Conclusion: Religions of Modernity
Since the 1960s and 1970s, processes of disenchantment, rationalisation and ensuing
individualisation have spawned major cultural and religious reconfigurations in the West that
have deeply affected the Christian churches. The latter have declined substantially and have lost
much of their former legitimacy, particularly in the formerly Protestant North-Western European
countries (e.g., Brown, 2001; Norris and Inglehart, 2004; author(s)).

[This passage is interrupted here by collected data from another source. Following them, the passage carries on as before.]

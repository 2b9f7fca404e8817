use uuid::Uuid;

use crate::error::{AppError, Result};
use crate::models::product::{NewProduct, Product};
use crate::models::product_image::ImageUpload;
use crate::repositories::product::ProductRepository;
use crate::services::category::CategoryService;
use crate::services::color::ColorService;
use crate::services::image::ImageService;
use crate::services::product_image::{ImageUploadTask, ProductImageService};
use crate::services::size::SizeService;
use crate::services::store::StoreService;

/// A committed product plus the uploads still running for its images.
pub struct ProductCreation {
    pub product: Product,
    pub image_uploads: Vec<ImageUploadTask>,
}

#[derive(Clone)]
pub struct ProductService {
    products: ProductRepository,
    stores: StoreService,
    categories: CategoryService,
    sizes: SizeService,
    colors: ColorService,
    product_images: ProductImageService,
}

impl ProductService {
    pub fn new(
        products: ProductRepository,
        stores: StoreService,
        categories: CategoryService,
        sizes: SizeService,
        colors: ColorService,
        product_images: ProductImageService,
    ) -> Self {
        Self {
            products,
            stores,
            categories,
            sizes,
            colors,
            product_images,
        }
    }

    /// Creates a product and starts uploading its images.
    ///
    /// Every image is checked before the row is inserted. The product stays
    /// committed whatever happens to the uploads afterwards.
    ///
    /// # Arguments
    ///
    /// * `store_id` - The store the product is created in
    /// * `user_id` - The caller, who must own the store
    /// * `new_product` - The product fields
    /// * `images` - At least one image
    pub async fn create_product(
        &self,
        store_id: Uuid,
        user_id: Uuid,
        new_product: NewProduct,
        images: Vec<ImageUpload>,
    ) -> Result<ProductCreation> {
        if images.is_empty() {
            return Err(AppError::Validation("At least one image is required".to_string()));
        }
        images.iter().try_for_each(ImageService::validate)?;

        self.stores.owned_store(store_id, user_id).await?;
        self.sizes.find_in_store(store_id, new_product.size_id).await?;
        self.colors.find_in_store(store_id, new_product.color_id).await?;
        self.categories
            .find_in_store(store_id, new_product.category_id)
            .await?;

        let product = new_product.into_product(store_id);
        self.products.create(&product).await?;
        tracing::info!("✅ Product {} created in store {}", product.id, store_id);

        let image_uploads = self.product_images.dispatch(product.id, images);
        Ok(ProductCreation {
            product,
            image_uploads,
        })
    }
}
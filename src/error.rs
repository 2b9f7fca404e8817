use axum::{
    http::StatusCode,
    response::{IntoResponse, Response},
};
use thiserror::Error;

use crate::clients::cloudflare::UploadError;
use crate::persistence::RepoError;

/// The application's error type.
///
/// Every failure a handler can surface is one of these variants, and the
/// mapping to an HTTP status lives in a single exhaustive match below.
#[derive(Error, Debug)]
pub enum AppError {
    /// A persistence failure that no service translated into a domain error.
    #[error("Repository error: {0}")]
    Repository(#[from] RepoError),

    /// Signing a token failed (bad key material).
    #[error("Token error: {0}")]
    Token(String),

    /// The object storage rejected or failed an upload.
    #[error("Image upload failed: {0}")]
    Upload(#[from] UploadError),

    /// Missing or invalid session token.
    #[error("Unauthorized")]
    Unauthorized,

    /// A validation error.
    #[error("Validation error: {0}")]
    Validation(String),

    /// A multipart error.
    #[error("Multipart error: {0}")]
    Multipart(String),

    #[error("User not found")]
    UserNotFound,

    #[error("User already exists")]
    UserAlreadyExists,

    #[error("Verification code not found")]
    OtpNotFound,

    #[error("Verification code expired")]
    OtpExpired,

    #[error("Verification code invalid")]
    OtpInvalid,

    #[error("Session not found or expired")]
    SessionNotFoundOrExpired,

    #[error("Store not found")]
    StoreNotFound,

    /// The store exists but belongs to another user.
    #[error("Store does not belong to the user")]
    StoreNotOwned,

    #[error("Billboard not found")]
    BillboardNotFound,

    /// The billboard exists but is attached to another store.
    #[error("Billboard does not belong to the store")]
    BillboardNotInStore,

    #[error("Category not found")]
    CategoryNotFound,

    #[error("Size not found")]
    SizeNotFound,

    #[error("Color not found")]
    ColorNotFound,

    #[error("Color hex already exists in this store")]
    ColorHexAlreadyExists,

    /// An internal server error.
    #[error("Internal server error: {0}")]
    Internal(String),
}

/// A `Result` type that uses `AppError` as the error type.
pub type Result<T> = std::result::Result<T, AppError>;

impl AppError {
    /// Whether the session cookie must be dropped alongside this error.
    ///
    /// The verification flow treats a missing or expired challenge as a dead
    /// session: the client has to log in again.
    pub fn invalidates_session(&self) -> bool {
        matches!(
            self,
            AppError::OtpNotFound | AppError::OtpExpired | AppError::SessionNotFoundOrExpired
        )
    }
}

impl IntoResponse for AppError {
    fn into_response(self) -> Response {
        let (status, message) = match self {
            AppError::Repository(RepoError::NotFound) => {
                tracing::debug!("Resource not found");
                (StatusCode::NOT_FOUND, "Resource not found".to_string())
            }

            AppError::Repository(RepoError::Conflict(ref msg)) => {
                tracing::warn!("Conflict: {}", msg);
                (StatusCode::CONFLICT, "Resource already exists".to_string())
            }

            AppError::Repository(ref e) => {
                tracing::error!("Repository error: {}", e);
                (StatusCode::INTERNAL_SERVER_ERROR, "Database error".to_string())
            }

            AppError::Token(ref msg) => {
                tracing::error!("Token error: {}", msg);
                (StatusCode::INTERNAL_SERVER_ERROR, "Internal server error".to_string())
            }

            AppError::Upload(ref e) => {
                tracing::error!("Image upload error: {}", e);
                (StatusCode::INTERNAL_SERVER_ERROR, "Image upload failed".to_string())
            }

            AppError::Unauthorized => {
                tracing::warn!("Authentication failed");
                (StatusCode::UNAUTHORIZED, "Unauthorized".to_string())
            }

            AppError::Validation(ref msg) => {
                tracing::debug!("Validation error: {}", msg);
                (StatusCode::BAD_REQUEST, msg.clone())
            }

            AppError::Multipart(ref msg) => {
                tracing::debug!("Multipart error: {}", msg);
                (StatusCode::BAD_REQUEST, msg.clone())
            }

            AppError::OtpInvalid => {
                tracing::warn!("Verification code invalid");
                (StatusCode::BAD_REQUEST, self.to_string())
            }

            AppError::UserNotFound
            | AppError::StoreNotFound
            | AppError::BillboardNotFound
            | AppError::CategoryNotFound
            | AppError::SizeNotFound
            | AppError::ColorNotFound => {
                tracing::debug!("{}", self);
                (StatusCode::NOT_FOUND, self.to_string())
            }

            AppError::UserAlreadyExists | AppError::ColorHexAlreadyExists => {
                tracing::warn!("{}", self);
                (StatusCode::CONFLICT, self.to_string())
            }

            AppError::OtpNotFound | AppError::OtpExpired | AppError::SessionNotFoundOrExpired => {
                tracing::warn!("🔐 {}", self);
                (StatusCode::FORBIDDEN, self.to_string())
            }

            AppError::StoreNotOwned | AppError::BillboardNotInStore => {
                tracing::warn!("Authorization failed: {}", self);
                (StatusCode::FORBIDDEN, "Forbidden".to_string())
            }

            AppError::Internal(ref msg) => {
                tracing::error!("Internal error: {}", msg);
                (StatusCode::INTERNAL_SERVER_ERROR, "Internal server error".to_string())
            }
        };

        let body = sonic_rs::to_string(&sonic_rs::json!({
            "error": message
        }))
        .unwrap_or_else(|_| r#"{"error":"Internal server error"}"#.to_string());

        (
            status,
            [(http::header::CONTENT_TYPE, "application/json")],
            body,
        )
            .into_response()
    }
}
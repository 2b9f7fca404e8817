use chrono::{DateTime, Utc};
use jsonwebtoken::{Algorithm, DecodingKey, EncodingKey, Header, Validation, decode, encode};
use uuid::Uuid;

use crate::config::KeyPair;
use crate::error::{AppError, Result};
use crate::models::token::TokenClaims;

/// The `iss` claim stamped on (and required from) every session token.
pub const TOKEN_ISSUER: &str = "flash-buy-api";

/// Input for [`TokenIssuer::create_token`].
///
/// `subject`, `session_id` and `verified_at` stay `None` for a
/// pre-verification token and the matching claims are left out entirely.
#[derive(Debug, Clone)]
pub struct TokenRequest<'a> {
    pub subject: Option<Uuid>,
    pub session_id: Option<Uuid>,
    pub email: &'a str,
    pub verified_at: Option<DateTime<Utc>>,
    pub issued_at: DateTime<Utc>,
    pub expires_at: DateTime<Utc>,
}

/// Signs and verifies ES256 session tokens.
#[derive(Clone)]
pub struct TokenIssuer {
    encoding: EncodingKey,
    decoding: DecodingKey,
    validation: Validation,
}

impl TokenIssuer {
    /// Parses the PEM key pair.
    ///
    /// # Arguments
    ///
    /// * `keys` - PKCS#8 private key and SPKI public key, both P-256.
    ///
    /// # Returns
    ///
    /// A `Result` containing the issuer, or `AppError::Token` when a key does
    /// not parse.
    pub fn from_keys(keys: &KeyPair) -> Result<Self> {
        let encoding = EncodingKey::from_ec_pem(keys.private_pem.as_bytes())
            .map_err(|e| AppError::Token(format!("invalid ECDSA private key: {e}")))?;
        let decoding = DecodingKey::from_ec_pem(keys.public_pem.as_bytes())
            .map_err(|e| AppError::Token(format!("invalid ECDSA public key: {e}")))?;

        let mut validation = Validation::new(Algorithm::ES256);
        validation.set_issuer(&[TOKEN_ISSUER]);
        validation.set_required_spec_claims(&["exp", "iss"]);
        validation.leeway = 0;

        Ok(Self {
            encoding,
            decoding,
            validation,
        })
    }

    pub fn create_token(&self, request: TokenRequest<'_>) -> Result<String> {
        let claims = TokenClaims {
            iss: TOKEN_ISSUER.to_string(),
            sub: request.subject.map(|id| id.to_string()),
            sid: request.session_id.map(|id| id.to_string()),
            email: request.email.to_string(),
            vyf: request.verified_at.map(|at| at.timestamp()),
            iat: request.issued_at.timestamp(),
            exp: request.expires_at.timestamp(),
        };

        encode(&Header::new(Algorithm::ES256), &claims, &self.encoding)
            .map_err(|e| AppError::Token(format!("sign token: {e}")))
    }

    /// Verifies signature, algorithm, issuer and expiry.
    pub fn verify(&self, token: &str) -> Result<TokenClaims> {
        decode::<TokenClaims>(token, &self.decoding, &self.validation)
            .map(|data| data.claims)
            .map_err(|e| {
                tracing::debug!("🔐 Token rejected: {}", e);
                AppError::Unauthorized
            })
    }
}

#[cfg(test)]
mod tests {
    use super::*;
    use chrono::Duration;
    use zeroize::Zeroizing;

    fn issuer() -> TokenIssuer {
        TokenIssuer::from_keys(&KeyPair {
            private_pem: Zeroizing::new(
                include_str!("../../tests/fixtures/ecdsa_private.pem").to_string(),
            ),
            public_pem: include_str!("../../tests/fixtures/ecdsa_public.pem").to_string(),
        })
        .unwrap()
    }

    fn request(email: &str) -> TokenRequest<'_> {
        let now = Utc::now();
        TokenRequest {
            subject: None,
            session_id: None,
            email,
            verified_at: None,
            issued_at: now,
            expires_at: now + Duration::hours(1),
        }
    }

    #[test]
    fn pre_verification_token_omits_identity_claims() {
        let issuer = issuer();
        let token = issuer.create_token(request("a@x.com")).unwrap();
        let claims = issuer.verify(&token).unwrap();

        assert_eq!(claims.sub, None);
        assert_eq!(claims.sid, None);
        assert_eq!(claims.vyf, None);
        assert_eq!(claims.email, "a@x.com");
        assert_eq!(claims.iss, TOKEN_ISSUER);

        // the claims are absent from the payload, not empty strings
        let decoded = jsonwebtoken::decode::<serde_json::Value>(
            &token,
            &issuer.decoding,
            &issuer.validation,
        )
        .unwrap()
        .claims;
        assert!(decoded.get("sub").is_none());
        assert!(decoded.get("sid").is_none());
    }

    #[test]
    fn verified_token_carries_subject_and_session() {
        let issuer = issuer();
        let user_id = Uuid::new_v4();
        let session_id = Uuid::new_v4();
        let token = issuer
            .create_token(TokenRequest {
                subject: Some(user_id),
                session_id: Some(session_id),
                verified_at: Some(Utc::now()),
                ..request("b@x.com")
            })
            .unwrap();

        let claims = issuer.verify(&token).unwrap();
        assert_eq!(claims.sub, Some(user_id.to_string()));
        assert_eq!(claims.sid, Some(session_id.to_string()));
        assert!(claims.vyf.is_some());
    }

    #[test]
    fn rejects_expired_token() {
        let issuer = issuer();
        let past = Utc::now() - Duration::hours(2);
        let token = issuer
            .create_token(TokenRequest {
                issued_at: past,
                expires_at: past + Duration::minutes(1),
                ..request("c@x.com")
            })
            .unwrap();

        assert!(matches!(issuer.verify(&token), Err(AppError::Unauthorized)));
    }

    #[test]
    fn rejects_other_algorithms_and_keys() {
        let issuer = issuer();
        let claims = TokenClaims {
            iss: TOKEN_ISSUER.to_string(),
            sub: Some(Uuid::new_v4().to_string()),
            sid: Some(Uuid::new_v4().to_string()),
            email: "d@x.com".to_string(),
            vyf: None,
            iat: Utc::now().timestamp(),
            exp: (Utc::now() + Duration::hours(1)).timestamp(),
        };

        let hmac = encode(
            &Header::new(Algorithm::HS256),
            &claims,
            &EncodingKey::from_secret(b"shared-secret"),
        )
        .unwrap();
        assert!(issuer.verify(&hmac).is_err());

        let foreign = EncodingKey::from_ec_pem(
            include_bytes!("../../tests/fixtures/foreign_private.pem"),
        )
        .unwrap();
        let forged = encode(&Header::new(Algorithm::ES256), &claims, &foreign).unwrap();
        assert!(issuer.verify(&forged).is_err());

        assert!(issuer.verify("not-a-token").is_err());
    }
}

Even though it is as yet hard
to tell what exactly this means for the longer-term viability of Christian religion in the West (e.g.,
Bruce, 2002; Heelas and Woodhead, 2005), much of what remains of the latter is accommodating
itself to the new environment in which it has come to find itself. In Christian circles, the personal
experience of the divine is becoming more important, especially among the younger generations
(Roeland, 2009), and a marked withdrawal from Christianity’s traditional institutional
strongholds takes place, spawning a “believing without belonging” (Davie, 1994).
22
Indeed, most of the contemporary debate about the future of religion in the West takes
shape in the shadow of the Christian heritage, thus virtually equating the future of religion to the
future of Christian religion. Recent discussions have focused, for instance, on whether the decline
of Christian “belonging” does not simply herald a subsequent decline of Christian “believing”,
too (Voas and Crockett, 2005), and on how the more experiential and privatized types of
Christian religiosity relate to New Age spirituality of the type discussed in this paper (Flere and
Kirbis, 2009; author(s)s). This marked Christian bias in the debate about religion in the west is of
course not surprising in itself, given that this is the dominant religious tradition in this part of the
world. Yet, it has seriously impeded efforts to theorize about the emergence and spread of strains
of religion that reject Christian solutions to problems of meaning and decidedly embrace the
features of modernity that Christianity has always been hostile too – moral individualism and
modern technology.
The emergence and spread of these “religions of modernity” suggest that modernity is
neither inimical to religion tout court, nor only undermines or reshapes Christian religion, but
even spawns its own strains of religion that promise solace from modernity’s cultural problems.
From the moment it gained its secular powers, modernity has hence been “haunted by ghosts of
its own making” (Pels, 2003: 18) that promise salvation from alienation and anomie. While these
“maladies of modernity” (Zijderveld, 2000) have been theorized extensively by sociology of
religion’s founding fathers, the hypothesis that merits full attention by contemporary sociologists
of religion is that precisely these cultural discontents have evoked new religious attempts at
overcoming them. Indeed, profound changes in the real world since the turn of the nineteenth and
twentieth century call for an extension and critical re-appropriation of Weber’s and Durkheim’s
classical work on modernity, religion and meaning. As we have aimed to demonstrate, the latter
23
provides a promising point of departure for shrugging off sociology of religion’s Christian bias
and escaping its narrow emphasis on secularisation and religious decline. Now that it is no longer
taken for granted that the west is facing a Christian future, the tacit equation of “real” religion to
Christian religion has become a major intellectual obstacle (Woodhead, 2005) and now that it is
no longer taken for granted either that the future will necessarily be secular, the same goes for the
notion that religion and modernity are essentially incompatible (Meyer and Pels, 2003).